Doctors and each of their senior patients will no longer be making health decisions in the best interests of each individual patient. Instead, the government- IPAB or Congress directly, with implementation by the Secretary of the Department of Health and Human Services – will allocate health care resources towards the needs that the government decides are most worthy from a “general welfare,” top down cost-benefit perspective. Say goodbye to a senior person’s autonomy to make the most intimate and personal choice that person will ever make in his or her lifetime, involving health care that could literally make the difference between life and death. A decision by the government to withdraw funding for a treatment that could save a person’s life, or unshackle that person from the debilitating effects of serious, chronic diseases, will deny that person the “opportunity to enjoy the blessings of liberty.”
This is not a doomsday scenario. Kathleen Sebelius, U.S. Secretary of Health and Human Services, admitted the potentially dire consequences of Obamacare’s government-directed health care allocation decisions during her testimony before the health subcommittee of the House Energy and Commerce Committee last year. She conceded that if Congress approved the IPAB bureaucracy’s recommendation for Medicare to reduce its reimbursement payments to seniors for dialysis procedures, for example, seniors may well be left unable to receive this life-saving treatment.
Rep. Joe Pitts (R-Pennsylvania) asked Sebelius to consider a hypothetical scenario in which IPAB made recommendations that Medicare reduce its reimbursement payments for dialysis procedures. Pitts inquired if seniors would be affected by reduced access to dialysis services. Here is the exchange that followed:
Sebilius: “If Congress accepted the recommendations and made the decision that cuts in dialysis were appropriate, I assume there could be some providers who would decide that would not be a service they would any longer deliver, the same way they do with insurance providers each and every day.”
Pitt: “Would that mean some seniors have to wait longer for dialysis?”
Sebilius: “Mr.
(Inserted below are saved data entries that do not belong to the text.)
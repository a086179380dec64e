//! `.gitattributes` maintenance.
//!
//! For every tracked path P the repository root attribute file carries
//! the line `P filter=seekgits diff=seekgits`. Matching is on whole
//! whitespace tokens, never substrings: a line for `tools/app/.env`
//! must not answer for `.env`.

use std::path::{Path, PathBuf};

use seekgits_core::SeekgitsResult;

pub const ATTRIBUTES_FILE: &str = ".gitattributes";

const FILTER_TOKEN: &str = "filter=seekgits";
const DIFF_TOKEN: &str = "diff=seekgits";

pub struct Attributes {
    path: PathBuf,
}

impl Attributes {
    pub fn in_repo(root: &Path) -> Self {
        Self {
            path: root.join(ATTRIBUTES_FILE),
        }
    }

    /// Location of the attribute file (for staging).
    pub fn path(&self) -> &Path {
        &self.path
    }

    /// The exact line maintained for a tracked path.
    pub fn line_for(path: &str) -> String {
        format!("{path} {FILTER_TOKEN} {DIFF_TOKEN}")
    }

    /// True iff the file holds exactly the seekgits line for `path`.
    pub fn has_filter(&self, path: &str) -> SeekgitsResult<bool> {
        let content = self.read()?;
        Ok(content.lines().any(|line| is_entry_for(line, path)))
    }

    /// Idempotently append the line for `path`, preserving existing
    /// content and the trailing newline.
    pub fn add_filter(&self, path: &str) -> SeekgitsResult<()> {
        let mut content = self.read()?;
        if content.lines().any(|line| is_entry_for(line, path)) {
            return Ok(());
        }
        if !content.is_empty() && !content.ends_with('\n') {
            content.push('\n');
        }
        content.push_str(&Self::line_for(path));
        content.push('\n');
        std::fs::write(&self.path, content)?;
        Ok(())
    }

    /// Remove any line whose first token is `path` and which carries the
    /// seekgits filter token. Deletes the file when nothing remains.
    pub fn remove_filter(&self, path: &str) -> SeekgitsResult<()> {
        let content = self.read()?;

        let kept: Vec<&str> = content
            .lines()
            .filter(|line| {
                let mut tokens = line.split_whitespace();
                !(tokens.next() == Some(path)
                    && line.split_whitespace().any(|t| t == FILTER_TOKEN))
            })
            .collect();

        if kept.iter().all(|line| line.trim().is_empty()) {
            if self.path.exists() {
                std::fs::remove_file(&self.path)?;
            }
            return Ok(());
        }

        let mut rebuilt = kept.join("\n");
        rebuilt.push('\n');
        std::fs::write(&self.path, rebuilt)?;
        Ok(())
    }

    /// Paths of every line carrying the seekgits filter token.
    pub fn list_filtered(&self) -> SeekgitsResult<Vec<String>> {
        let content = self.read()?;

        Ok(content
            .lines()
            .filter(|line| line.split_whitespace().any(|t| t == FILTER_TOKEN))
            .filter_map(|line| line.split_whitespace().next())
            .map(str::to_string)
            .collect())
    }

    fn read(&self) -> SeekgitsResult<String> {
        match std::fs::read_to_string(&self.path) {
            Ok(content) => Ok(content),
            Err(e) if e.kind() == std::io::ErrorKind::NotFound => Ok(String::new()),
            Err(e) => Err(e.into()),
        }
    }
}

/// Token-exact comparison against `P filter=seekgits diff=seekgits`.
fn is_entry_for(line: &str, path: &str) -> bool {
    let mut tokens = line.split_whitespace();
    tokens.next() == Some(path)
        && tokens.next() == Some(FILTER_TOKEN)
        && tokens.next() == Some(DIFF_TOKEN)
        && tokens.next().is_none()
}
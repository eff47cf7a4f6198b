use bevy::prelude::*;
use repel_core::{SimConfig, WINDOW_TITLE};
use repel_render::audio::MusicPlugin;
use repel_render::menu::{AppState, MenuPlugin};
use repel_render::plugin::RepelRenderPlugin;
use repel_sim::field::ParticleField;
use repel_sim::pipeline::SimulationPlugin;

fn main() {
    let config = SimConfig::default();

    App::new()
        .add_plugins(DefaultPlugins.set(WindowPlugin {
            primary_window: Some(Window {
                title: WINDOW_TITLE.into(),
                resolution: (config.width, config.height).into(),
                resizable: false,
                ..default()
            }),
            ..default()
        }))
        .insert_resource(ClearColor(Color::BLACK))
        .insert_resource(ParticleField::empty(config))
        .init_state::<AppState>()
        .add_plugins(SimulationPlugin)
        .add_plugins(RepelRenderPlugin)
        .add_plugins(MenuPlugin)
        .add_plugins(MusicPlugin)
        .run();
}
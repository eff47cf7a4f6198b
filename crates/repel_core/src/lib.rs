pub mod config;
pub mod constants;
pub mod types;

pub use config::{SimConfig, clamp_particle_count};
pub use constants::*;
pub use types::*;
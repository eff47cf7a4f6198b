use repel_core::Particle;

/// Reflect a particle off the window edges.
/// Each axis is handled independently, so a corner hit flips both components.
/// Returns true if any wall was hit.
pub fn bounce_walls(p: &mut Particle, bounds: [f32; 2]) -> bool {
    let mut hit = false;

    for axis in 0..2 {
        if p.position[axis] < p.radius {
            p.position[axis] = p.radius;
            p.velocity[axis] = -p.velocity[axis];
            hit = true;
        }
        if p.position[axis] > bounds[axis] - p.radius {
            p.position[axis] = bounds[axis] - p.radius;
            p.velocity[axis] = -p.velocity[axis];
            hit = true;
        }
    }

    hit
}

/// Clamp a particle center back inside the window without touching its velocity.
/// Runs after collision correction, which can push particles through a wall.
pub fn confine(p: &mut Particle, bounds: [f32; 2]) {
    for axis in 0..2 {
        p.position[axis] = p.position[axis].clamp(p.radius, bounds[axis] - p.radius);
    }
}

#[cfg(test)]
mod tests {
    use super::*;

    const BOUNDS: [f32; 2] = [800.0, 600.0];

    #[test]
    fn test_bounce_left_wall() {
        let mut p = Particle::at_rest([1.0, 50.0], 3.0, [255; 4]);
        p.velocity = [-5.0, 2.0];
        assert!(bounce_walls(&mut p, BOUNDS));
        assert_eq!(p.position, [3.0, 50.0]);
        assert_eq!(p.velocity, [5.0, 2.0]);
    }

    #[test]
    fn test_bounce_far_walls() {
        let mut p = Particle::at_rest([799.0, 300.0], 4.0, [255; 4]);
        p.velocity = [7.0, 0.0];
        bounce_walls(&mut p, BOUNDS);
        assert_eq!(p.position[0], 796.0);
        assert_eq!(p.velocity[0], -7.0);

        let mut p = Particle::at_rest([400.0, 605.0], 4.0, [255; 4]);
        p.velocity = [0.0, 3.0];
        bounce_walls(&mut p, BOUNDS);
        assert_eq!(p.position[1], 596.0);
        assert_eq!(p.velocity[1], -3.0);
    }

    #[test]
    fn test_corner_flips_both_axes() {
        let mut p = Particle::at_rest([-1.0, -2.0], 5.0, [255; 4]);
        p.velocity = [-1.0, -1.0];
        bounce_walls(&mut p, BOUNDS);
        assert_eq!(p.position, [5.0, 5.0]);
        assert_eq!(p.velocity, [1.0, 1.0]);
    }

    #[test]
    fn test_inside_is_untouched() {
        let mut p = Particle::at_rest([400.0, 300.0], 5.0, [255; 4]);
        p.velocity = [-1.0, 1.0];
        assert!(!bounce_walls(&mut p, BOUNDS));
        assert_eq!(p.position, [400.0, 300.0]);
        assert_eq!(p.velocity, [-1.0, 1.0]);
    }

    #[test]
    fn test_confine_keeps_velocity() {
        let mut p = Particle::at_rest([-2.0, 610.0], 3.0, [255; 4]);
        p.velocity = [-4.0, 4.0];
        confine(&mut p, BOUNDS);
        assert_eq!(p.position, [3.0, 597.0]);
        assert_eq!(p.velocity, [-4.0, 4.0]);
    }
}
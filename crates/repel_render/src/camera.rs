use bevy::prelude::*;

/// Marker for the single 2D camera
#[derive(Component)]
pub struct MainCamera;

/// Spawn the 2D camera centered on the window
pub fn spawn_camera(mut commands: Commands) {
    commands.spawn((Camera2d, IsDefaultUiCamera, MainCamera));
}

/// Map a window-space position (origin top-left, y down) to world space
/// (origin at the window center, y up).
pub fn window_to_world(pos: [f32; 2], bounds: [f32; 2]) -> Vec2 {
    Vec2::new(pos[0] - bounds[0] * 0.5, bounds[1] * 0.5 - pos[1])
}
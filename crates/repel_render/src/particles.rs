use bevy::prelude::*;
use repel_core::Particle;
use repel_sim::field::ParticleField;
use std::collections::HashMap;

use super::camera::window_to_world;

/// Marker for particle circle entities
#[derive(Component)]
pub struct ParticleSprite {
    pub index: usize,
}

/// Particle-set generation the current sprites were spawned for
#[derive(Resource, Default)]
pub struct SpawnedGeneration(pub u32);

/// Keep circle entities in step with the particle set.
/// Respawns everything when the set was replaced, otherwise just moves sprites.
pub fn sync_particle_visuals(
    mut commands: Commands,
    mut meshes: ResMut<Assets<Mesh>>,
    mut materials: ResMut<Assets<ColorMaterial>>,
    mut spawned: ResMut<SpawnedGeneration>,
    field: Res<ParticleField>,
    mut query: Query<(Entity, &mut Transform, &ParticleSprite)>,
) {
    let bounds = field.config.bounds();

    if spawned.0 != field.generation {
        for (entity, _, _) in &query {
            commands.entity(entity).despawn();
        }
        spawn_particle_visuals(
            &mut commands,
            &mut meshes,
            &mut materials,
            &field.particles,
            bounds,
        );
        spawned.0 = field.generation;
        return;
    }

    for (_, mut transform, sprite) in query.iter_mut() {
        let Some(p) = field.particles.get(sprite.index) else {
            continue;
        };
        let pos = window_to_world(p.position, bounds);
        transform.translation.x = pos.x;
        transform.translation.y = pos.y;
    }
}

fn spawn_particle_visuals(
    commands: &mut Commands,
    meshes: &mut Assets<Mesh>,
    materials: &mut Assets<ColorMaterial>,
    particles: &[Particle],
    bounds: [f32; 2],
) {
    // Unit circle, scaled per particle by its radius
    let mesh = meshes.add(Circle::new(1.0));

    let mut material_cache: HashMap<[u8; 4], Handle<ColorMaterial>> = HashMap::new();

    for (index, p) in particles.iter().enumerate() {
        let material = material_cache
            .entry(p.color)
            .or_insert_with(|| materials.add(ColorMaterial::from(particle_color(p))))
            .clone();

        let pos = window_to_world(p.position, bounds);
        commands.spawn((
            Mesh2d(mesh.clone()),
            MeshMaterial2d(material),
            Transform::from_xyz(pos.x, pos.y, 0.0).with_scale(Vec3::splat(p.radius)),
            ParticleSprite { index },
        ));
    }

    info!(
        "Spawned {} particle visuals ({} materials)",
        particles.len(),
        material_cache.len()
    );
}

fn particle_color(p: &Particle) -> Color {
    let [r, g, b, a] = p.color;
    Color::srgba_u8(r, g, b, a)
}
use repel_core::Particle;

/// Resolve contact between two particles.
///
/// Overlapping particles are pushed apart by half the overlap each along the
/// contact normal (equal mass). If they are still approaching, the relative
/// velocity along the normal is exchanged. Coincident centers are skipped.
/// Returns true if the pair overlapped.
pub fn resolve_collision(a: &mut Particle, b: &mut Particle) -> bool {
    let dx = b.position[0] - a.position[0];
    let dy = b.position[1] - a.position[1];
    let dist = (dx * dx + dy * dy).sqrt();
    let min_dist = a.radius + b.radius;

    if dist >= min_dist || dist <= 0.0 {
        return false;
    }

    let normal = [dx / dist, dy / dist];

    let overlap = 0.5 * (min_dist - dist);
    a.position[0] -= normal[0] * overlap;
    a.position[1] -= normal[1] * overlap;
    b.position[0] += normal[0] * overlap;
    b.position[1] += normal[1] * overlap;

    let rel_vel = [b.velocity[0] - a.velocity[0], b.velocity[1] - a.velocity[1]];
    let vel_along_normal = rel_vel[0] * normal[0] + rel_vel[1] * normal[1];

    // Already separating
    if vel_along_normal > 0.0 {
        return true;
    }

    let impulse = [normal[0] * vel_along_normal, normal[1] * vel_along_normal];
    a.velocity[0] += impulse[0];
    a.velocity[1] += impulse[1];
    b.velocity[0] -= impulse[0];
    b.velocity[1] -= impulse[1];

    true
}

/// Brute-force pass over every unordered pair (i, j), i < j, in index order.
/// Pairs are resolved sequentially: later pairs see positions corrected by
/// earlier ones. Returns the number of overlapping pairs.
pub fn resolve_all_collisions(particles: &mut [Particle]) -> usize {
    let mut contacts = 0;

    for i in 0..particles.len() {
        let (head, tail) = particles.split_at_mut(i + 1);
        let a = &mut head[i];
        for b in tail.iter_mut() {
            if resolve_collision(a, b) {
                contacts += 1;
            }
        }
    }

    contacts
}
// Simulation units are window pixels and seconds.

/// Window width in pixels
pub const WINDOW_WIDTH: f32 = 800.0;

/// Window height in pixels
pub const WINDOW_HEIGHT: f32 = 600.0;

pub const WINDOW_TITLE: &str = "Particle Repulsion";

/// Smallest particle count selectable in the menu
pub const MIN_PARTICLES: u32 = 100;

/// Largest particle count selectable in the menu
pub const MAX_PARTICLES: u32 = 2500;

/// Menu increment/decrement step
pub const PARTICLE_COUNT_STEP: u32 = 100;

/// Count shown when the menu first opens
pub const DEFAULT_PARTICLE_COUNT: u32 = 500;

/// Particle radius range (inclusive)
pub const MIN_RADIUS: f32 = 3.0;
pub const MAX_RADIUS: f32 = 6.0;

/// Per-channel RGB range for particle colors (inclusive)
pub const MIN_COLOR_CHANNEL: u8 = 100;
pub const MAX_COLOR_CHANNEL: u8 = 255;

/// Background track, relative to the `assets/` directory
pub const MUSIC_ASSET: &str = "song.ogg";
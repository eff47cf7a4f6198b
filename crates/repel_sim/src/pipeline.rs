use bevy::prelude::*;
use bevy::window::PrimaryWindow;

use super::field::ParticleField;
use super::state::AppState;

/// Systems that mutate the particle set. Rendering runs after this set.
#[derive(SystemSet, Debug, Clone, PartialEq, Eq, Hash)]
pub struct SimulationSet;

/// Bevy plugin for the simulation pipeline
pub struct SimulationPlugin;

impl Plugin for SimulationPlugin {
    fn build(&self, app: &mut App) {
        app.add_systems(
            Update,
            simulation_tick
                .in_set(SimulationSet)
                .run_if(in_state(AppState::Simulate)),
        );
    }
}

/// Main simulation tick: one physics step per frame
fn simulation_tick(
    mut field: ResMut<ParticleField>,
    time: Res<Time>,
    windows: Query<&Window, With<PrimaryWindow>>,
) {
    // Window cursor coordinates already match the simulation's (top-left origin, y down)
    let mouse = windows
        .get_single()
        .ok()
        .and_then(|window| window.cursor_position())
        .map(|cursor| [cursor.x, cursor.y]);

    field.tick(time.delta_secs(), mouse);
}
use bevy::prelude::*;
use repel_core::{Particle, SimConfig, clamp_particle_count};
use repel_physics::particle::generate_seeded;
use repel_physics::{step, thermodynamics};

/// The particle set of the current run, tracked as a Bevy Resource
#[derive(Resource)]
pub struct ParticleField {
    /// Particle data, index order is stable for the whole run
    pub particles: Vec<Particle>,
    /// Simulation config
    pub config: SimConfig,
    /// Seed the current particle set was generated from
    pub seed: u64,
    /// Frames simulated since the run started
    pub frame: u64,
    /// Overlapping pairs resolved in the last frame
    pub last_contacts: usize,
    /// Incremented when the particle set is replaced (render uses this)
    pub generation: u32,
}

impl ParticleField {
    /// Placeholder with no particles (used while the menu is shown)
    pub fn empty(config: SimConfig) -> Self {
        Self {
            particles: Vec::new(),
            config,
            seed: 0,
            frame: 0,
            last_contacts: 0,
            generation: 0,
        }
    }

    /// Throw away the current set and generate a new one.
    /// `count` is clamped into the supported range.
    pub fn reset(&mut self, count: u32, seed: u64) {
        let count = clamp_particle_count(count as i64);
        self.particles = generate_seeded(count, &self.config, seed);
        self.seed = seed;
        self.frame = 0;
        self.last_contacts = 0;
        self.generation = self.generation.wrapping_add(1);
    }

    /// Start a new run from a fresh random seed. Returns the seed.
    pub fn start_run(&mut self, count: u32) -> u64 {
        let seed = rand::random::<u64>();
        self.reset(count, seed);
        info!(
            "Started run: {} particles, seed {}",
            self.particles.len(),
            seed
        );
        seed
    }

    /// Advance by one frame. `frame_dt` is the raw frame time in seconds;
    /// the slow-motion factor is applied here.
    pub fn tick(&mut self, frame_dt: f32, mouse: Option<[f32; 2]>) {
        let dt = frame_dt * self.config.slow_motion;
        self.last_contacts = step(&mut self.particles, dt, mouse, &self.config);
        self.frame += 1;
    }

    pub fn len(&self) -> usize {
        self.particles.len()
    }

    pub fn is_empty(&self) -> bool {
        self.particles.is_empty()
    }

    pub fn mean_speed(&self) -> f64 {
        thermodynamics::mean_speed(&self.particles)
    }
}

#[cfg(test)]
mod tests {
    use super::*;

    #[test]
    fn test_reset_replaces_particles() {
        let mut field = ParticleField::empty(SimConfig::default());
        assert!(field.is_empty());

        field.reset(300, 1);
        assert_eq!(field.len(), 300);
        assert_eq!(field.generation, 1);

        field.reset(50, 2);
        assert_eq!(field.len(), 100);
        assert_eq!(field.seed, 2);
        assert_eq!(field.generation, 2);
    }

    #[test]
    fn test_start_run_clamps_count() {
        let mut field = ParticleField::empty(SimConfig::default());
        let seed = field.start_run(3000);
        assert_eq!(field.len(), 2500);
        assert_eq!(field.seed, seed);
    }

    #[test]
    fn test_tick_applies_slow_motion() {
        let config = SimConfig::default();
        let mut field = ParticleField::empty(config.clone());
        let mut p = Particle::at_rest([400.0, 300.0], 3.0, [255; 4]);
        p.velocity = [10.0, 0.0];
        field.particles.push(p);

        field.tick(0.1, None);

        // dt = 0.05 after slow motion: drag then integrate
        let dt = 0.1 * config.slow_motion;
        let v = 10.0 - 10.0 * config.drag * dt;
        assert!((field.particles[0].velocity[0] - v).abs() < 1e-4);
        assert!((field.particles[0].position[0] - (400.0 + v * dt)).abs() < 1e-4);
        assert_eq!(field.frame, 1);
    }
}
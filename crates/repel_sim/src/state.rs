use bevy::prelude::*;
use repel_core::{DEFAULT_PARTICLE_COUNT, PARTICLE_COUNT_STEP, clamp_particle_count};

/// Top-level application mode. There is no way back from `Simulate`;
/// the run ends when the window closes.
#[derive(States, Debug, Clone, Copy, Default, PartialEq, Eq, Hash)]
pub enum AppState {
    #[default]
    Menu,
    Simulate,
}

/// Inputs understood by the menu screen
#[derive(Debug, Clone, Copy, PartialEq, Eq)]
pub enum MenuAction {
    Increase,
    Decrease,
    Confirm,
}

/// Particle count currently chosen in the menu
#[derive(Resource, Debug, Clone, Copy, PartialEq, Eq)]
pub struct MenuSelection {
    pub count: u32,
}

impl Default for MenuSelection {
    fn default() -> Self {
        Self {
            count: DEFAULT_PARTICLE_COUNT,
        }
    }
}

impl MenuSelection {
    /// Apply one menu action. Returns the state to switch to, if any.
    pub fn apply(&mut self, action: MenuAction) -> Option<AppState> {
        match action {
            MenuAction::Increase => {
                self.count = clamp_particle_count(self.count as i64 + PARTICLE_COUNT_STEP as i64);
                None
            }
            MenuAction::Decrease => {
                self.count = clamp_particle_count(self.count as i64 - PARTICLE_COUNT_STEP as i64);
                None
            }
            MenuAction::Confirm => Some(AppState::Simulate),
        }
    }
}

#[cfg(test)]
mod tests {
    use super::*;
    use repel_core::{MAX_PARTICLES, MIN_PARTICLES};

    #[test]
    fn test_starts_in_menu_with_default_count() {
        assert_eq!(AppState::default(), AppState::Menu);
        assert_eq!(MenuSelection::default().count, 500);
    }

    #[test]
    fn test_steps_of_one_hundred() {
        let mut sel = MenuSelection::default();
        assert_eq!(sel.apply(MenuAction::Increase), None);
        assert_eq!(sel.count, 600);
        sel.apply(MenuAction::Decrease);
        sel.apply(MenuAction::Decrease);
        assert_eq!(sel.count, 400);
    }

    #[test]
    fn test_count_stays_in_range() {
        let mut sel = MenuSelection { count: MIN_PARTICLES };
        sel.apply(MenuAction::Decrease);
        assert_eq!(sel.count, MIN_PARTICLES);

        for _ in 0..50 {
            sel.apply(MenuAction::Increase);
        }
        assert_eq!(sel.count, MAX_PARTICLES);
    }

    #[test]
    fn test_confirm_starts_simulation() {
        let mut sel = MenuSelection { count: 1200 };
        assert_eq!(sel.apply(MenuAction::Confirm), Some(AppState::Simulate));
        assert_eq!(sel.count, 1200);
    }
}
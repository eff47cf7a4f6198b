use repel_core::Particle;

/// Mean particle speed, 0 for an empty set
pub fn mean_speed(particles: &[Particle]) -> f64 {
    if particles.is_empty() {
        return 0.0;
    }

    let total: f64 = particles.iter().map(|p| p.speed() as f64).sum();
    total / particles.len() as f64
}

/// Total kinetic energy with unit mass per particle
pub fn kinetic_energy(particles: &[Particle]) -> f64 {
    particles
        .iter()
        .map(|p| {
            let v2 = p.velocity[0] * p.velocity[0] + p.velocity[1] * p.velocity[1];
            0.5 * v2 as f64
        })
        .sum()
}
use bevy::prelude::*;
use repel_core::WINDOW_TITLE;
use repel_sim::field::ParticleField;

/// Marker for the HUD stats line
#[derive(Component)]
pub struct HudText;

const RAY_WHITE: Color = Color::srgb(245.0 / 255.0, 245.0 / 255.0, 245.0 / 255.0);

/// Spawn the simulation overlay: title plus a stats line under it
pub fn spawn_hud(mut commands: Commands) {
    commands.spawn((
        Text::new(WINDOW_TITLE),
        TextFont {
            font_size: 20.0,
            ..default()
        },
        TextColor(RAY_WHITE),
        Node {
            position_type: PositionType::Absolute,
            top: Val::Px(10.0),
            left: Val::Px(10.0),
            ..default()
        },
    ));

    commands.spawn((
        Text::new(""),
        TextFont {
            font_size: 14.0,
            ..default()
        },
        TextColor(RAY_WHITE.with_alpha(0.7)),
        Node {
            position_type: PositionType::Absolute,
            top: Val::Px(36.0),
            left: Val::Px(10.0),
            ..default()
        },
        HudText,
    ));
}

/// HUD frame counter for throttling
#[derive(Resource, Default)]
pub struct HudThrottle {
    pub frame: u32,
}

/// Stats line shown under the title
pub fn hud_line(count: usize, mean_speed: f64, contacts: usize) -> String {
    format!(
        "{} particles | avg speed {:.1} px/s | contacts {}",
        count, mean_speed, contacts
    )
}

/// Update HUD text every 10th frame
pub fn update_hud(
    field: Res<ParticleField>,
    mut throttle: ResMut<HudThrottle>,
    mut query: Query<&mut Text, With<HudText>>,
) {
    throttle.frame = throttle.frame.wrapping_add(1);
    if throttle.frame % 10 != 0 {
        return;
    }

    if let Ok(mut text) = query.get_single_mut() {
        **text = hud_line(field.len(), field.mean_speed(), field.last_contacts);
    }
}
Chairman, as you know, any cut in services, certainly cost shifting to beneficiaries, could mean huge reductions in care that seniors would have the opportunity to receive.”
The Left should not get too cocky if the individual mandate survives the current constitutional challenge to Obamacare. A challenge to Obamacare’s government-directed health care rationing scheme will be next, based in part on the path laid out by the Left’s much heralded case, Roe v. Wade.